ですが、ビジネスを合理化するという側面を追求しつつも、「根本的な課題」として自分自身に決して「ラクをさせない」という選択を、経営者やエグゼクティブは持っていなければいけません。

 

しっかりと自分自身の軸・指針が鋭く起立するよう常に「節制する」ことは、経営者としての重要な姿勢ということです。

 

なぜならば、これからのリーダーは人間にも、AIにも、指示を出していくことになるからです。

 

「それぞれに的確な指示が出せるか」は、今まで以上に「より人間らしく考え」、「相手の想い」を汲み取ったり、新たな問いを発想したりしていくことが極めて重要なのです。

 

至極当然の話ですが、「テクノロジーの進化」というのは基本設計として、人間がこれまで以上にラクをできるように開発されていっています。

 

鉄道はラクに移動できるように、鉄砲はラクに殺せるように、水道はラクに水が手に入るように・・と、すべてが「ラクをしたい」という人間の根源的欲求に基づいています。

 

それが「思考」にまで及んでくる…というのが、この時代のAIの登場が意味していることです。

 

交通網の発達で足腰が弱くなっていったように、これからの人類はAIの発達で全体的な規模で言えば、思考力、知性は衰退していくということは予想がつくわけです。

 

「私の代わりにあなた(AI)が考えておいて」が常識的になれば、難しいことは考えられない、要約されたものしか受け付けない、あとはAIにおまかせ、という怠惰なサイクルが凄まじい勢いで加速していくことでしょう。

 

気がついたらAIに魂を売り渡していた・・・

 

なんてことは、今後、映画の中のだけのお話とはいかない。多くの人と同じように「考えることを放棄」してしまえば、あなたもそうなってしまうことは充分にあり得るのです。

 

AIを用いることの代償を知っているか

一方、これまでの名経営者の中には、極めて心配性であったために業界でシェアNo.1となっても決して胡座をかくことのない者も多く存在しました。

 

常に「もしも」のことを想定し、新しいアイディアやサービス向上のための思考を緩めなかった人々です。
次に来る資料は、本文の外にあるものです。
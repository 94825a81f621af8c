//! End-to-end run: backbone, decoder, objective, training and inference
//! samples, wired from a [`RunConfig`].

use std::path::PathBuf;

use thiserror::Error;
use tracing::info;

use crate::backbone::{BackboneError, BackboneTensors, load_backbone};
use crate::config::RunConfig;
use crate::data::{
    Dataset, DatasetError, InferenceTensors, KittiRoadDataset, ShuffledBatches,
    save_inference_samples,
};
use crate::ir::ValueId;
use crate::model::{
    DecoderConfig, DecoderError, Objective, ObjectiveConfig, ObjectiveError, StepConfig,
    TrainLoopConfig, TrainLoopError, TrainReport, TrainTensors, layers, optimize, train_nn,
};
use crate::session::{Session, SessionError};

#[derive(Debug, Error)]
pub enum PipelineError {
    #[error("invalid configuration: {0}")]
    Config(String),
    #[error(transparent)]
    Backbone(#[from] BackboneError),
    #[error(transparent)]
    Decoder(#[from] DecoderError),
    #[error(transparent)]
    Objective(#[from] ObjectiveError),
    #[error(transparent)]
    Session(#[from] SessionError),
    #[error(transparent)]
    Dataset(#[from] DatasetError),
    #[error(transparent)]
    Train(#[from] TrainLoopError),
}

/// Every handle of the assembled training graph.
#[derive(Debug, Clone, Copy, PartialEq, Eq)]
pub struct Network {
    pub backbone: BackboneTensors,
    /// `[N, H, W, num_classes]` decoder output.
    pub nn_last_layer: ValueId,
    pub correct_label: ValueId,
    pub learning_rate: ValueId,
    pub objective: Objective,
}

impl Network {
    #[must_use]
    pub fn train_tensors(&self) -> TrainTensors {
        TrainTensors {
            input_image: self.backbone.image_input,
            correct_label: self.correct_label,
            keep_prob: self.backbone.keep_prob,
            learning_rate: self.learning_rate,
            train_op: self.objective.train_op,
            loss: self.objective.loss,
        }
    }

    #[must_use]
    pub fn inference_tensors(&self) -> InferenceTensors {
        InferenceTensors {
            logits: self.objective.logits,
            keep_prob: self.backbone.keep_prob,
            input_image: self.backbone.image_input,
        }
    }
}

#[derive(Debug, Clone, PartialEq)]
pub struct RunOutcome {
    pub report: TrainReport,
    pub samples_dir: PathBuf,
}

pub fn validate(config: &RunConfig) -> Result<(), PipelineError> {
    if config.num_classes == 0 {
        return Err(PipelineError::Config("num_classes must be at least 1".to_string()));
    }
    if config.batch_size == 0 {
        return Err(PipelineError::Config("batch_size must be at least 1".to_string()));
    }
    if !(config.keep_prob > 0.0 && config.keep_prob <= 1.0) {
        return Err(PipelineError::Config(format!(
            "keep_prob must be in (0, 1], got {}",
            config.keep_prob
        )));
    }
    if !(config.learning_rate.is_finite() && config.learning_rate > 0.0) {
        return Err(PipelineError::Config(format!(
            "learning_rate must be positive, got {}",
            config.learning_rate
        )));
    }
    Ok(())
}

/// Attaches the decoder and the objective to an already restored backbone.
pub fn build_network(
    session: &mut Session,
    backbone: BackboneTensors,
    config: &RunConfig,
) -> Result<Network, PipelineError> {
    let decoder = layers(
        session,
        backbone.layer3_out,
        backbone.layer4_out,
        backbone.layer7_out,
        config.num_classes,
        &DecoderConfig {
            image_shape: config.image_shape,
            ..DecoderConfig::default()
        },
    )?;

    let learning_rate = session.placeholder("learning_rate", Vec::new())?;
    let (height, width) = config.image_shape;
    let correct_label =
        session.placeholder("correct_label", vec![1, height, width, config.num_classes])?;

    let objective = optimize(
        session,
        decoder.logits,
        correct_label,
        learning_rate,
        config.num_classes,
        &decoder.regularizers,
        &ObjectiveConfig {
            freeze_backbone: config.freeze_backbone,
            ..ObjectiveConfig::default()
        },
    )?;

    Ok(Network {
        backbone,
        nn_last_layer: decoder.logits,
        correct_label,
        learning_rate,
        objective,
    })
}

/// Trains on the KITTI road split under `config.data_dir` and writes
/// inference samples to `config.runs_dir`.
pub fn run(config: &RunConfig) -> Result<RunOutcome, PipelineError> {
    validate(config)?;
    let dataset = KittiRoadDataset::open(&config.training_dir(), config.image_shape)?;
    info!(examples = dataset.len(), "training set ready");

    let mut session = Session::new(config.seed);
    let backbone = load_backbone(&mut session, &config.vgg_path())?;
    let network = build_network(&mut session, backbone, config)?;

    let mut batches = ShuffledBatches::new(dataset, config.seed);
    let report = train_nn(
        &mut session,
        &TrainLoopConfig {
            epochs: config.epochs,
            batch_size: config.batch_size,
        },
        &mut batches,
        &network.train_tensors(),
        &StepConfig {
            keep_prob: config.keep_prob,
            learning_rate: config.learning_rate,
        },
    )?;

    let samples_dir = save_inference_samples(
        &config.runs_dir,
        &config.data_dir,
        &session,
        config.image_shape,
        &network.inference_tensors(),
    )?;
    Ok(RunOutcome {
        report,
        samples_dir,
    })
}

#[cfg(test)]
mod tests {
    use super::*;

    #[test]
    fn invalid_settings_are_rejected_before_loading() {
        let config = RunConfig {
            keep_prob: 0.0,
            ..RunConfig::default()
        };
        assert!(matches!(validate(&config), Err(PipelineError::Config(_))));
        assert!(validate(&RunConfig::default()).is_ok());
    }

    #[test]
    fn missing_dataset_is_a_dataset_error() {
        let config = RunConfig {
            data_dir: PathBuf::from("/nonexistent/fcnseg-data"),
            ..RunConfig::default()
        };
        assert!(matches!(run(&config), Err(PipelineError::Dataset(_))));
    }
}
これは、地位を勝ち取り、十分な資金や時間を手にしても尚、その余剰分のエネルギーをさらに思考に、ビジネスに、と注ぎ続けていたということです。

 

まさに「人生そのものの進化」に取り組めた人々のあり方といえます。

 

彼らのように、何をテクノロジーに肩代わりさせ、肩代わりさせた代わりに「人間として」さらにどこに注力すべきか?をあなたは個人的に見つけ出さなければならない段階にきています。

 

それができれば、高まっていくテクノロジーのパワーをあなた自身のためにより良い形で利用していくことができるのです。

 

結論です。

「テクノロジーの進化」と「人間自体の進化」は全くの別物。むしろ私たちは今後、「AIに試されて」いくことになる。

 

その渦中において、あなたの「存在力自体」を戦略的に高めていくことが相対的な課題となっていくのです。普遍的な影響力とは、こうして手にすることができるのです。

 

あなたは毎年、自分の人間としての水準が上がっていると感じられていますか?

 

自分の「存在力」が事業、プライベート、これからのことすべてを左右する基軸となっていることを、どこまで自覚されているでしょうか?